Both sides said they were close to an agreement to end more than a week of fighting between Israel and Hamas.
Here’s the latest on the conflict:
Groups of pro-Palestinian protesters attacked Jews in two separate incidents in Los Angeles this week.
A group of Jewish employees at Google wants the company to speak out in support of Palestinians and consider a boycott of the Israeli military.
New York, New York
Rep. Alexandria Ocasio-Cortez (D-Bronx/Queens) will propose a resolution to block a $735 million weapons sale to Israel. She and two other Democratic progressives are targeting the transfer of precision-guided missiles as Israel and Hamas exchange fire.
Quotable: “It is long past time to end the US policy of unconditional military arms sales, particularly to governments that have violated human rights,” they write, in an email obtained by Jewish Currents magazine.
Reaction: “Her proposal to block additional U.S. aid to our ally will further fuel, aid, and abet Hamas’ violence and undermine the U.S.-Israel relationship.” — Jeff Mendelsohn, executive director of Pro-Israel America
New York lifted many capacity restrictions on businesses Wednesday, meaning houses of worship will be able to return to 100 percent capacity, but only if they can still maintain six feet of distance between individuals or groups. Vaccinated people no longer have to wear masks, indoors or outdoors, in most circumstances, but individual businesses and institutions are free to make stricter mask rules.
A father-and-son team from New York now controls El Al, Israel’s national airline. The Israeli government gave Kenny Rozenberg, the chief executive of the New York-based nursing home chain Centers Health Care, permission to join the airline’s board, Reuters reports.
Background: Rozenberg’s son Eli, 28, a yeshiva student who lives in Jerusalem, became the owner of the embattled national carrier last year after bidding $150 million for a majority share. At the time, the board of El Al alleged Eli was a frontman for his non-Israeli father.
What changed: Kenny recently became an Israeli citizen. The Rozenbergs were also the only bidders at the share offering in 2020.
Rabbi Sheldon Zimmerman was fired from a Dallas synagogue after an investigation revealed “sexually predatory behavior” dating back to his time at New York’s Central Synagogue from 1972 to 1985.
Background: Zimmerman stepped down as head of the Reform movement’s Hebrew Union College in 2000 amid unspecified misconduct allegations. Last year Central Synagogue launched an investigation, hearing for the first time from a former teacher at the synagogue who said she was manipulated into a sexual relationship with Zimmerman, who was her boss, and from a second accuser who said she was 17 when Zimmerman first began to fondle and kiss her.
The Forward has new details about the original investigation of Zimmerman’s behavior.
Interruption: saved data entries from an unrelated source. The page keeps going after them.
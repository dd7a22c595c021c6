//! Document Projector - 위스키 레코드를 검색용 텍스트 문서로 변환
//!
//! 키워드 인덱스와 임베딩 모델이 같은 텍스트를 보도록
//! 고정된 필드 순서와 `"Label: value"` 형식을 사용합니다.

use std::fmt::Display;

use super::store::WhiskyRecord;

/// 검색용 문서 (레코드 1개 = 문서 1개)
#[derive(Debug, Clone, PartialEq, Eq)]
pub struct Document {
    /// 원본 레코드 id
    pub record_id: i64,
    /// 평탄화된 본문
    pub content: String,
}

/// 필드 라벨 (출력 순서)
pub const FIELD_LABELS: [&str; 17] = [
    "Name",
    "Published",
    "Image URL",
    "Type",
    "Country",
    "Region",
    "Distillery",
    "Bottler",
    "Age",
    "ABV",
    "Price",
    "Nose",
    "Palate",
    "Finish",
    "Conclusion",
    "Rating",
    "Value for Money",
];

/// 레코드 1개를 문서로 변환
///
/// 값이 없는 필드는 `"Label: "`로 출력됩니다.
pub fn project(record: &WhiskyRecord) -> Document {
    // 평점은 텍스트 우선, 없으면 점수
    let rating = text_or_number(&record.rating_text, record.rating_average);
    let value_for_money = text_or_number(&record.value_for_money_text, record.value_for_money);

    let values: [String; 17] = [
        text(&record.name),
        text(&record.published),
        text(&record.image_url),
        text(&record.whisky_type),
        text(&record.country),
        text(&record.region),
        text(&record.distillery),
        text(&record.bottler),
        number(record.age),
        number(record.abv),
        number(record.price),
        text(&record.nose),
        text(&record.palate),
        text(&record.finish),
        text(&record.conclusion),
        rating,
        value_for_money,
    ];

    let content = FIELD_LABELS
        .iter()
        .zip(values.iter())
        .map(|(label, value)| format!("{}: {}", label, value))
        .collect::<Vec<_>>()
        .join("\n");

    Document {
        record_id: record.id,
        content,
    }
}

/// 레코드 목록을 문서 목록으로 변환 (순서 유지)
pub fn project_all(records: &[WhiskyRecord]) -> Vec<Document> {
    records.iter().map(project).collect()
}

fn text(value: &Option<String>) -> String {
    value.as_deref().map(str::trim).unwrap_or_default().to_string()
}

fn number<T: Display>(value: Option<T>) -> String {
    value.map(|v| v.to_string()).unwrap_or_default()
}

fn text_or_number(text_value: &Option<String>, number_value: Option<i64>) -> String {
    match text_value.as_deref().map(str::trim) {
        Some(t) if !t.is_empty() => t.to_string(),
        _ => number(number_value),
    }
}

// ============================================================================
// Tests
// ============================================================================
Jews are being attacked in the streets of Israel’s “mixed” cities, but are they victims of a “pogrom”? Henry Abramson, dean of Touro College in Brooklyn, explains the history of the word, its uses — and misuses.
Watch a presentation about the Pew Research Center’s “Jewish Americans in 2020” study by researchers Becka Alper and Alan Cooperman, followed by a panel moderated by the Orthodox Union’s former executive vice president Rabbi Steven Weil. Panelists to include Moishe Bane, Dr. Erica Brown, Rabbi Moshe Hauer, Dr. Michelle Shain, and Rabbi Chaim David Zwiebel. Register here. 2:00 pm.
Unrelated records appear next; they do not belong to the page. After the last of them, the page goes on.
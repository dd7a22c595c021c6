//! 에러 타입
//!
//! 파이프라인 각 단계(저장소, 인덱스, 생성기)는 이 타입으로 실패를 반환합니다.
//! "사용 불가"(외부 자원 문제)와 "잘못된 입력"을 구분합니다.
//! 사용자에게 보여줄 메시지로 바꾸는 곳은 최상위 핸들러(CLI) 한 곳뿐입니다.

use std::fmt;

/// 리트리버 종류
#[derive(Debug, Clone, Copy, PartialEq, Eq, Hash)]
pub enum RetrieverKind {
    /// 형태소 분할 + BM25 키워드 검색
    Lexical,
    /// 임베딩 벡터 유사도 검색
    Semantic,
}

impl fmt::Display for RetrieverKind {
    fn fmt(&self, f: &mut fmt::Formatter<'_>) -> fmt::Result {
        match self {
            RetrieverKind::Lexical => write!(f, "lexical"),
            RetrieverKind::Semantic => write!(f, "semantic"),
        }
    }
}

/// whisky-rag 에러
#[derive(Debug, thiserror::Error)]
pub enum Error {
    /// 설정 값 오류
    #[error("Invalid configuration: {0}")]
    Config(String),

    /// 수집 페이로드 또는 저장된 행의 형식 오류
    #[error("Malformed input: {0}")]
    Malformed(String),

    /// SQLite 레코드 저장소 접근 실패
    #[error("Record store unavailable: {0:#}")]
    StoreUnavailable(#[source] anyhow::Error),

    /// 위스키 데이터 API 접근 실패
    #[error("Whisky data source unavailable: {0:#}")]
    IngestUnavailable(#[source] anyhow::Error),

    /// 검색 인덱스 사용 불가
    #[error("{kind} index unavailable: {source:#}")]
    IndexUnavailable {
        kind: RetrieverKind,
        #[source]
        source: anyhow::Error,
    },

    /// 부트스트랩(수집/인덱스 빌드) 실패
    #[error("Bootstrap failed: {0:#}")]
    Bootstrap(#[source] anyhow::Error),

    /// 답변 생성 실패
    #[error("Answer generation failed: {0:#}")]
    Generation(#[source] anyhow::Error),

    /// 답변 출력 실패
    #[error("Failed to display answer: {0}")]
    Display(#[source] std::io::Error),
}

impl Error {
    /// 인덱스 사용 불가 에러 생성
    pub fn index_unavailable(kind: RetrieverKind, source: impl Into<anyhow::Error>) -> Self {
        Error::IndexUnavailable {
            kind,
            source: source.into(),
        }
    }

    /// 외부 자원(저장소, API, 인덱스, 생성기) 문제인지 여부
    pub fn is_unavailable(&self) -> bool {
        matches!(
            self,
            Error::StoreUnavailable(_)
                | Error::IngestUnavailable(_)
                | Error::IndexUnavailable { .. }
                | Error::Bootstrap(_)
                | Error::Generation(_)
        )
    }

    /// 입력 형식 문제인지 여부
    pub fn is_malformed(&self) -> bool {
        matches!(self, Error::Malformed(_) | Error::Config(_))
    }
}

impl From<rusqlite::Error> for Error {
    fn from(e: rusqlite::Error) -> Self {
        Error::StoreUnavailable(e.into())
    }
}

/// whisky-rag Result
pub type Result<T> = std::result::Result<T, Error>;

#[cfg(test)]
mod tests {
    use super::*;

    #[test]
    fn test_error_classification() {
        assert!(Error::Malformed("missing id".into()).is_malformed());
        assert!(!Error::Malformed("missing id".into()).is_unavailable());

        let err = Error::index_unavailable(RetrieverKind::Semantic, anyhow::anyhow!("timeout"));
        assert!(err.is_unavailable());
        assert!(err.to_string().starts_with("semantic index unavailable"));
    }

    #[test]
    fn test_rusqlite_error_is_unavailable() {
        let err: Error = rusqlite::Error::InvalidQuery.into();
        assert!(err.is_unavailable());
    }
}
Watch a screening of “Love It Was Not,” a new documentary about a Jewish prisoner at Auschwitz and her forbidden relationship with a high-ranking SS officer who saved her life. The program will feature a panel discussion with Israeli director Maya Sarfaty and producer Kurt Langbein, moderated by Columbia University film professor Annette Insdorf. The program is co-presented by the Museum of Jewish Heritage, the Austrian Cultural Forum, and the Israel Office of Cultural Affairs at the Consulate General of Israel in New York. Register here. 2:00 pm.
The Jewish Museum celebrates the book launch of “Letters to Camondo” with a virtual conversation between author Edmund de Waal and writer Adam Gopnik. The follow up to his 2010 memoir “The Hare with Amber Eyes,” de Waal’s newest book reveals the story of Moise de Camondo, the banker and art collector who settled in 19th-century Paris, created a spectacular house, now the Musée Nissim de Camondo, and filled it with an incredible collection of art. Free with RSVP; YouTube premiere link provided with confirmation. 6:30 pm.
Nathaniel Deutsch and Michael Casper discuss their new book, “A Fortress in Brooklyn: Race, Real Estate and the Making of Hasidic Williamsburg,” and how the community survived in one of New York City’s toughest neighborhoods during an era of steep decline. Moderated by Shira Hanau, staff writer at the Jewish Telegraphic Agency. Register for this Center for Jewish History event at hforms.office.com for a Zoom link. 7:00 pm.